Alabama Pediatricians Enlisted to Fight Teen Driver Fatalities

Allstate Insurance in a 2008 study, ranked Alabama as the second most dangerous state in the country for teen drivers.  According to the study, of the nation’s fifty largest metropolitan areas, the Birmingham-Hoover area was the fifth deadliest for teen drivers, as well. 

Allstate has given a safe driving grant to the Alabama Chapter of the American Academy of Pediatrics to help combat the problem of teen driving fatalities in the state.  The director of the injury prevention division of the Alabama Department of Health, Richard Burleson, said, “In any given year, vehicular deaths account for a third to half of all preventable child deaths in Alabama.”  According to Burleson, many are not aware of the the modification made to the graduated driver’s license by the Alabama legislature in 2010. 

Under the 2010 law, it is illegal for a 16-year-old driver to drive with more than one non-family member passenger.  These drivers also cannot drive between the hours of midnight and 6 a.m. unless they are with an adult, going to or from work, a school event or a church event.  There are some exemptions to the law that pertain to emergencies or hunting and fishing excursions, as well.

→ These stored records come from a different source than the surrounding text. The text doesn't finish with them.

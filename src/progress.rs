use crate::model::ProgressDoc;
use crate::store::{Collection, Store};
use serde::Serialize;
use serde_json::json;

/// Progress documents use a deterministic composite id so repeated writes for
/// the same (student, video) pair collide by construction instead of relying
/// on a query-then-write race.
pub fn progress_id(user_id: &str, video_id: &str) -> String {
    format!("{}_{}", user_id, video_id)
}

#[derive(Debug, Clone, Copy, Serialize)]
#[serde(rename_all = "camelCase")]
pub struct ProgressSnapshot {
    pub watch_time: u64,
    pub completion_percentage: u32,
    pub watch_count: u64,
}

/// floor(100 * position / duration), clamped to 0..=100. An unknown or zero
/// duration computes as 0 rather than failing.
pub fn completion_percentage(position_secs: f64, duration_secs: f64) -> u32 {
    if !(duration_secs > 0.0) || !position_secs.is_finite() {
        return 0;
    }
    let pct = ((position_secs / duration_secs) * 100.0).floor();
    pct.clamp(0.0, 100.0) as u32
}

/// Records one playback position sample. Stored watchTime and
/// completionPercentage only ever grow: the update is a read-compare-write
/// inside a store transaction, so out-of-order and duplicate samples cannot
/// regress either field.
pub fn apply_sample(
    store: &Store,
    user_id: &str,
    video_id: &str,
    position_secs: f64,
    duration_secs: f64,
) -> anyhow::Result<ProgressSnapshot> {
    let watch_time = position_secs.max(0.0).floor() as u64;
    let computed = completion_percentage(position_secs, duration_secs);
    write_monotonic(store, user_id, video_id, watch_time, computed)
}

/// Handles a playback-ended event: completionPercentage is forced to 100
/// (players can report a non-100% position at the end), then watchCount is
/// bumped through the store's atomic increment so duplicate end events from
/// retries each count exactly once.
pub fn record_ended(
    store: &Store,
    user_id: &str,
    video_id: &str,
    position_secs: Option<f64>,
) -> anyhow::Result<ProgressSnapshot> {
    let watch_time = position_secs.unwrap_or(0.0).max(0.0).floor() as u64;
    let snapshot = write_monotonic(store, user_id, video_id, watch_time, 100)?;
    let count = store.atomic_increment(
        Collection::Progress,
        &progress_id(user_id, video_id),
        "watchCount",
        1,
    )?;
    Ok(ProgressSnapshot {
        watch_count: count.max(0) as u64,
        ..snapshot
    })
}

pub fn load(store: &Store, user_id: &str, video_id: &str) -> anyhow::Result<Option<ProgressDoc>> {
    let doc = store.get(Collection::Progress, &progress_id(user_id, video_id))?;
    match doc {
        Some(value) => Ok(Some(serde_json::from_value(value)?)),
        None => Ok(None),
    }
}

fn write_monotonic(
    store: &Store,
    user_id: &str,
    video_id: &str,
    watch_time: u64,
    completion: u32,
) -> anyhow::Result<ProgressSnapshot> {
    let id = progress_id(user_id, video_id);
    store.transaction(|tx| {
        let existing = tx.get(Collection::Progress, &id)?;
        let (old_watch, old_pct, old_count, has_count) = match &existing {
            Some(doc) => (
                doc.get("watchTime").and_then(|v| v.as_u64()).unwrap_or(0),
                doc.get("completionPercentage")
                    .and_then(|v| v.as_u64())
                    .unwrap_or(0) as u32,
                doc.get("watchCount").and_then(|v| v.as_u64()).unwrap_or(0),
                doc.get("watchCount").is_some(),
            ),
            None => (0, 0, 0, false),
        };

        let new_watch = old_watch.max(watch_time);
        let new_pct = old_pct.max(completion).min(100);

        let mut partial = json!({
            "userId": user_id,
            "videoId": video_id,
            "watchTime": new_watch,
            "completionPercentage": new_pct,
            "updatedAt": chrono::Utc::now().to_rfc3339(),
        });
        // First write seeds the counter; later writes must not clobber it.
        if !has_count {
            partial["watchCount"] = json!(0);
        }

        tx.set_with_merge(Collection::Progress, &id, &partial)?;
        Ok(ProgressSnapshot {
            watch_time: new_watch,
            completion_percentage: new_pct,
            watch_count: old_count,
        })
    })
}
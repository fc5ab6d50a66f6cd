use serde_json::json;
use std::io::{BufRead, BufReader, Write};
use std::path::PathBuf;
use std::process::{Child, ChildStdin, ChildStdout, Command, Stdio};
use std::time::{SystemTime, UNIX_EPOCH};

fn temp_dir(prefix: &str) -> PathBuf {
    let p = std::env::temp_dir().join(format!(
        "{}-{}",
        prefix,
        SystemTime::now()
            .duration_since(UNIX_EPOCH)
            .expect("clock")
            .as_nanos()
    ));
    std::fs::create_dir_all(&p).expect("create temp dir");
    p
}

fn spawn_sidecar() -> (Child, ChildStdin, BufReader<ChildStdout>) {
    let exe = env!("CARGO_BIN_EXE_coursetrackd");
    let mut child = Command::new(exe)
        .stdin(Stdio::piped())
        .stdout(Stdio::piped())
        .stderr(Stdio::null())
        .spawn()
        .expect("spawn coursetrackd");
    let stdin = child.stdin.take().expect("child stdin");
    let stdout = child.stdout.take().expect("child stdout");
    (child, stdin, BufReader::new(stdout))
}

fn request(
    stdin: &mut ChildStdin,
    reader: &mut BufReader<ChildStdout>,
    id: &str,
    method: &str,
    params: serde_json::Value,
) -> serde_json::Value {
    let payload = json!({ "id": id, "method": method, "params": params });
    writeln!(stdin, "{}", payload).expect("write request");
    stdin.flush().expect("flush request");
    let mut line = String::new();
    reader.read_line(&mut line).expect("read response line");
    serde_json::from_str(line.trim()).expect("parse response json")
}

fn request_ok(
    stdin: &mut ChildStdin,
    reader: &mut BufReader<ChildStdout>,
    id: &str,
    method: &str,
    params: serde_json::Value,
) -> serde_json::Value {
    let value = request(stdin, reader, id, method, params);
    assert!(
        value.get("ok").and_then(|v| v.as_bool()).unwrap_or(false),
        "{} failed: {}",
        method,
        value
    );
    value.get("result").cloned().unwrap_or_else(|| json!({}))
}

#[test]
fn export_then_import_round_trips_the_workspace() {
    let workspace_a = temp_dir("coursetrack-bundle-a");
    let workspace_b = temp_dir("coursetrack-bundle-b");
    let bundle_path = temp_dir("coursetrack-bundle-out").join("backup.ctws");
    let (_child, mut stdin, mut reader) = spawn_sidecar();

    let _ = request_ok(
        &mut stdin,
        &mut reader,
        "1",
        "workspace.select",
        json!({ "path": workspace_a.to_string_lossy() }),
    );
    let teacher = request_ok(
        &mut stdin,
        &mut reader,
        "2",
        "users.create",
        json!({ "email": "t@example.com", "password": "pw", "role": "teacher" }),
    );
    let teacher_id = teacher
        .get("uid")
        .and_then(|v| v.as_str())
        .expect("uid")
        .to_string();
    let _ = request_ok(
        &mut stdin,
        &mut reader,
        "3",
        "classes.create",
        json!({ "name": "8D", "teacherId": teacher_id }),
    );

    let exported = request_ok(
        &mut stdin,
        &mut reader,
        "4",
        "workspace.export",
        json!({ "outPath": bundle_path.to_string_lossy() }),
    );
    assert_eq!(
        exported.get("bundleFormat").and_then(|v| v.as_str()),
        Some("coursetrack-workspace-v1")
    );
    let exported_sha = exported
        .get("dbSha256")
        .and_then(|v| v.as_str())
        .expect("checksum")
        .to_string();

    // Restore into a fresh workspace.
    let _ = request_ok(
        &mut stdin,
        &mut reader,
        "5",
        "workspace.select",
        json!({ "path": workspace_b.to_string_lossy() }),
    );
    let classes = request_ok(&mut stdin, &mut reader, "6", "classes.list", json!({}));
    assert_eq!(classes["classes"].as_array().map(|a| a.len()), Some(0));

    let imported = request_ok(
        &mut stdin,
        &mut reader,
        "7",
        "workspace.import",
        json!({ "inPath": bundle_path.to_string_lossy() }),
    );
    assert_eq!(
        imported.get("dbSha256").and_then(|v| v.as_str()),
        Some(exported_sha.as_str())
    );

    let classes = request_ok(&mut stdin, &mut reader, "8", "classes.list", json!({}));
    let rows = classes["classes"].as_array().cloned().expect("classes");
    assert_eq!(rows.len(), 1);
    assert_eq!(rows[0].get("name").and_then(|v| v.as_str()), Some("8D"));

    // The identity table came along too: sign-in works in the restored copy.
    let signed = request_ok(
        &mut stdin,
        &mut reader,
        "9",
        "auth.signIn",
        json!({ "email": "t@example.com", "password": "pw" }),
    );
    assert_eq!(signed.get("role").and_then(|v| v.as_str()), Some("teacher"));
}

#[test]
fn import_rejects_garbage_and_keeps_the_workspace_usable() {
    let workspace = temp_dir("coursetrack-bundle-bad");
    let junk_path = temp_dir("coursetrack-bundle-junk").join("junk.ctws");
    std::fs::write(&junk_path, b"this is not a zip archive").expect("write junk");

    let (_child, mut stdin, mut reader) = spawn_sidecar();
    let _ = request_ok(
        &mut stdin,
        &mut reader,
        "1",
        "workspace.select",
        json!({ "path": workspace.to_string_lossy() }),
    );
    let teacher = request_ok(
        &mut stdin,
        &mut reader,
        "2",
        "users.create",
        json!({ "email": "t@example.com", "password": "pw", "role": "teacher" }),
    );
    let teacher_id = teacher
        .get("uid")
        .and_then(|v| v.as_str())
        .expect("uid")
        .to_string();
    let _ = request_ok(
        &mut stdin,
        &mut reader,
        "3",
        "classes.create",
        json!({ "name": "8D", "teacherId": teacher_id }),
    );

    let resp = request(
        &mut stdin,
        &mut reader,
        "4",
        "workspace.import",
        json!({ "inPath": junk_path.to_string_lossy() }),
    );
    assert_eq!(resp.get("ok").and_then(|v| v.as_bool()), Some(false));
    assert_eq!(
        resp["error"].get("code").and_then(|v| v.as_str()),
        Some("import_failed")
    );

    // The original data survived the failed import.
    let classes = request_ok(&mut stdin, &mut reader, "5", "classes.list", json!({}));
    assert_eq!(classes["classes"].as_array().map(|a| a.len()), Some(1));
}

The Alabama Chapter of the American Academy of Pediatrics is taking steps to spread awareness of the graduated driver’s license law.  One way they are doing so is by using the $25,000 Allstate grant to distribute a “tool kit” of safe driving information to doctors at a conference on Friday.  Dr. Carden Johnston, an emergency medicine physician, stated, “Pediatricians are a credible resource in society.  Adolescents, believe it or not, will sometimes listen to them.  Very often, not always, they will comply.”

Contained in the kit is a driving log for both parents and teens to track how often the teen practices driving with parents.  The recommendation for teen’s with permits is to drive for fifty hours before either obtaining a driver’s license or driving alone.  The kit contains a driving agreement which outlines what teen drivers will and won’t do behind the wheel, as well.

Perhaps with the additional information and push coming from their doctor, Alabama teens will heed the advice in the safety driving kits, take the steps to drive more maturely and, thus,  help make Alabama roadways safer for themselves and other drivers, too.